When the buzzing started up again, Aurealis groaned, then slid out of the bed onto the polished wooden floor of her apartment. She forced herself up and groggily walked over to the hallway leading to her front door.

    Her room was always a mess. It was the only room in the apartment allowed to be a mess. Aurealis didn’t get many visitors, but regardless, the King had made sure that Aurealis’s place would always be presentable. Cleaners came by every few days to ensure that any potential visitors wouldn’t get the wrong idea.

    Even when Aurealis was feeling rebellious and gave into The Darkness’s suggestions by leaving clothes and other things strewn randomly in her apartment, with yesterday’s takeout dinner… and lunch still on the table, it would be removed quickly.

    It always seemed like such a waste, given she had nobody coming to visit, but the King was the boss, and Aurealis knew her own position was a bit on the perilous side. After all, she was the only member of the Diamond court granted rank by luck, not skill.

    The Darkness inside her was loud this morning. “You should answer the door in just a random shirt from the floor and underwear. Your hair all messed up. Angrily ask whoever’s abusing your doorbell what the actual hells was so important. It’d be hilarious.”

    Aurealis ignored The Darkness. As always, what was being proposed was absurd. A top-level representative of the Vistonian Empire, especially one as divisive as Aurealis, needed to be publicly presentable at all times. She was, after all, a Neonnis Knight.

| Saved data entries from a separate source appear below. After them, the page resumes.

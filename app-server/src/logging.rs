use tracing_subscriber::EnvFilter;
use tracing_subscriber::layer::SubscriberExt;
use tracing_subscriber::util::SubscriberInitExt;

/// Install the global subscriber.
///
/// `RUST_LOG` wins over `level`; with neither set the filter is `info`.
pub fn init(level: Option<&str>) {
    let env_filter = EnvFilter::try_from_default_env()
        .or_else(|_| EnvFilter::try_new(level.unwrap_or("info")))
        .unwrap_or_else(|_| EnvFilter::new("info"));

    let stdout_layer = tracing_subscriber::fmt::layer().with_target(false);

    let _ = tracing_subscriber::registry()
        .with(env_filter)
        .with(stdout_layer)
        .try_init();
}
//! Brute-force similarity ranking over the vector store.
//!
//! Corpora are small, so every query is compared against every stored
//! vector. Ranking keeps the top K by cosine similarity; the relevance
//! threshold is applied afterwards and only decides which ranked entries
//! become snippets.

use std::cmp::Reverse;

use askwhy_embeddings::{Embedding, cosine_similarity, ensure_dimension};
use ordered_float::OrderedFloat;
use serde::{Deserialize, Serialize};
use tracing::debug;

use crate::error::{Result, RetrievalError};
use crate::store::VectorStore;

/// Position of a stored entry and its similarity to the query.
#[derive(Debug, Clone, Copy, PartialEq, Serialize, Deserialize)]
pub struct Ranked {
    pub index: usize,
    pub score: f32,
}

/// A ranked entry that passed the relevance threshold, ready for citation.
#[derive(Debug, Clone, PartialEq, Serialize, Deserialize)]
pub struct Snippet {
    pub index: usize,
    pub text: String,
    pub timestamp: String,
    pub side: String,
    pub score: f32,
}

/// Output of a retrieval: the full top-K plus the snippets above threshold.
#[derive(Debug, Clone, Default, PartialEq)]
pub struct Retrieval {
    pub ranked: Vec<Ranked>,
    pub snippets: Vec<Snippet>,
}

/// Rank `corpus` by cosine similarity to `query` and keep the best `k`.
///
/// Ties keep insertion order. Every dimension is checked before any score
/// is computed.
pub fn rank(query: &[f32], corpus: &[Embedding], k: usize) -> Result<Vec<Ranked>> {
    let Some(first) = corpus.first() else {
        return Err(RetrievalError::StoreUnavailable);
    };
    let dimension = first.len();
    ensure_dimension(dimension, query)?;
    for embedding in corpus {
        ensure_dimension(dimension, embedding)?;
    }

    let mut ranked = corpus
        .iter()
        .enumerate()
        .map(|(index, embedding)| {
            let score = cosine_similarity(query, embedding)?;
            Ok(Ranked {
                index,
                // NaN would otherwise sort above every real score.
                score: if score.is_finite() {
                    score
                } else {
                    f32::NEG_INFINITY
                },
            })
        })
        .collect::<Result<Vec<_>>>()?;

    // `sort_by_key` is stable, which is what keeps ties in insertion order.
    ranked.sort_by_key(|r| Reverse(OrderedFloat(r.score)));
    ranked.truncate(k);

    Ok(ranked)
}

/// Keep the ranked entries whose score reaches `threshold`.
pub fn filter_relevant(ranked: &[Ranked], threshold: f32) -> Vec<Ranked> {
    ranked
        .iter()
        .copied()
        .filter(|r| r.score >= threshold)
        .collect()
}

/// Rank the store against `query` and attach citation data to the entries
/// above `threshold`.
pub fn retrieve(
    query: &[f32],
    store: &VectorStore,
    k: usize,
    threshold: f32,
) -> Result<Retrieval> {
    let ranked = rank(query, store.embeddings(), k)?;

    let snippets: Vec<Snippet> = filter_relevant(&ranked, threshold)
        .into_iter()
        .filter_map(|r| {
            let entry = store.entry(r.index)?;
            Some(Snippet {
                index: r.index,
                text: entry.text.to_string(),
                timestamp: entry.metadata.timestamp.clone(),
                side: entry.metadata.side.clone(),
                score: r.score,
            })
        })
        .collect();

    debug!(
        "Ranked {} entries, {} above threshold {threshold}",
        ranked.len(),
        snippets.len()
    );

    Ok(Retrieval { ranked, snippets })
}
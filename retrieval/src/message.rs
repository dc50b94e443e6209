//! Chat messages and the source corpus they are imported from.

use std::path::Path;

use serde::{Deserialize, Serialize};
use tokio::fs;
use tracing::info;

use crate::error::{Result, RetrievalError};

/// Citation data stored next to every embedded message.
#[derive(Debug, Clone, PartialEq, Eq, Serialize, Deserialize)]
pub struct MessageMetadata {
    /// Opaque time label, only used for citation.
    pub timestamp: String,

    /// Which participant wrote the message.
    pub side: String,
}

/// One unit of source text.
#[derive(Debug, Clone, PartialEq, Eq, Serialize, Deserialize)]
pub struct Message {
    /// Displayable content, usually `"{speaker}: {body}"`.
    pub text: String,

    /// Opaque time label.
    pub timestamp: String,

    /// Side label of the author.
    pub side: String,
}

impl Message {
    /// Build a message from its speaker and body.
    pub fn new(
        speaker: &str,
        body: &str,
        timestamp: impl Into<String>,
        side: impl Into<String>,
    ) -> Self {
        Self {
            text: format!("{}: {}", speaker.trim(), body.trim()),
            timestamp: timestamp.into(),
            side: side.into(),
        }
    }

    /// Metadata to store alongside the embedding.
    pub fn metadata(&self) -> MessageMetadata {
        MessageMetadata {
            timestamp: self.timestamp.clone(),
            side: self.side.clone(),
        }
    }
}

/// One record of the import file.
///
/// Exports come in two shapes: structured records with a separate speaker
/// and body, and flat records whose `text` is already the display string.
#[derive(Debug, Clone, Deserialize)]
#[serde(untagged)]
pub enum SourceRecord {
    Structured {
        speaker: String,
        body: String,
        #[serde(alias = "time")]
        timestamp: String,
        side: String,
    },
    Flat {
        text: String,
        #[serde(alias = "time")]
        timestamp: String,
        side: String,
    },
}

impl SourceRecord {
    /// Convert to a message, or `None` when there is nothing to embed.
    pub fn into_message(self) -> Option<Message> {
        let message = match self {
            SourceRecord::Structured {
                speaker,
                body,
                timestamp,
                side,
            } => {
                if body.trim().is_empty() {
                    return None;
                }
                Message::new(&speaker, &body, timestamp, side)
            }
            SourceRecord::Flat {
                text,
                timestamp,
                side,
            } => Message {
                text,
                timestamp,
                side,
            },
        };
        (!message.text.trim().is_empty()).then_some(message)
    }
}

/// Parse a corpus from its JSON text.
///
/// Records with a blank body or blank text are dropped.
pub fn parse_corpus(json: &str) -> Result<Vec<Message>> {
    let records: Vec<SourceRecord> = serde_json::from_str(json)?;
    Ok(records
        .into_iter()
        .filter_map(SourceRecord::into_message)
        .collect())
}

/// Read and parse the corpus file.
pub async fn load_corpus(path: impl AsRef<Path>) -> Result<Vec<Message>> {
    let path = path.as_ref();
    let content = fs::read_to_string(path).await.map_err(|e| {
        RetrievalError::Io(std::io::Error::new(
            e.kind(),
            format!("{}: {e}", path.display()),
        ))
    })?;
    let messages = parse_corpus(&content)?;
    info!("Loaded {} messages from {}", messages.len(), path.display());
    Ok(messages)
}
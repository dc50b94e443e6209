//! Ask handler for the app-server.
//!
//! Translates API requests into calls on the shared [`AskEngine`] and its
//! results back into response bodies.

use std::sync::Arc;

use askwhy_retrieval::{AskEngine, Message, Result, RetrievalError};
use tracing::info;

use crate::protocol::{
    AppendMessageParams, AppendMessageResponse, AskParams, AskResponse, HealthResponse,
    QueryParams, QueryResponse, RebuildResponse,
};

/// Handler for question answering and store maintenance.
#[derive(Clone)]
pub struct AskHandler {
    engine: Arc<AskEngine>,
}

impl AskHandler {
    /// Create a handler around an engine.
    pub fn new(engine: Arc<AskEngine>) -> Self {
        Self { engine }
    }

    /// Current state of the vector store.
    pub async fn health(&self) -> HealthResponse {
        let health = self.engine.health().await;
        HealthResponse {
            state: health.state,
            entries: health.entries,
            dimension: health.dimension,
            last_error: health.last_error,
        }
    }

    /// Answer a question from the chat history.
    pub async fn ask(&self, params: AskParams) -> Result<AskResponse> {
        let answer = self.engine.ask(&params.question).await?;

        info!(
            "Answered question with {} supporting snippets (prompt: {:?}, degraded: {})",
            answer.supporting_snippets.len(),
            answer.prompt_kind,
            answer.degraded
        );

        Ok(AskResponse {
            answer: answer.answer,
            supporting_snippets: answer.supporting_snippets,
            degraded: answer.degraded,
        })
    }

    /// Find the single closest stored message.
    ///
    /// Unlike [`AskHandler::ask`] the relevance threshold does not apply, so
    /// this shows what the retriever considers closest even when nothing is
    /// close enough to be used.
    pub async fn query(&self, params: QueryParams) -> Result<QueryResponse> {
        let best = self.engine.best_match(&params.query).await?;

        Ok(QueryResponse {
            best_match_index: best.index,
            query: params.query,
            similarity_score: best.score,
            text: best.text,
        })
    }

    /// Rebuild the store from the configured corpus file.
    pub async fn rebuild(&self) -> Result<RebuildResponse> {
        info!(
            "Rebuilding store from {}",
            self.engine.config().corpus_path.display()
        );
        let report = self.engine.rebuild().await?;

        Ok(RebuildResponse {
            entries: report.embedded,
            attempted: report.attempted,
            skipped: report.skipped,
        })
    }

    /// Append one message to the store.
    pub async fn append_message(
        &self,
        params: AppendMessageParams,
    ) -> Result<AppendMessageResponse> {
        if params.body.trim().is_empty() {
            return Err(RetrievalError::MalformedInput(
                "message body cannot be empty".to_string(),
            ));
        }
        let message = Message::new(&params.speaker, &params.body, params.timestamp, params.side);
        let entries = self.engine.append(message).await?;

        Ok(AppendMessageResponse { entries })
    }
}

    “Who is it?” she called through the door.

    “Message from the Diamonds, ma’am,” said a feminine voice from the other side with a tinge of relief in it. “Needs to be handed to you in person. For your eyes only.”

    Aurealis suppressed a groan. “Just a moment.”
She moved back into her room, looking around for that formal uniform she was expected to be wearing all times when in public. It might be a silly rule, but rules were what kept things going in the right direction.

    She found one copy of her uniform crumpled on a chair, unpressed and unpresentable. The other still had the whiskey stain from the late night out with the Diamond Guard. She knew she had another one somewhere, but time was short.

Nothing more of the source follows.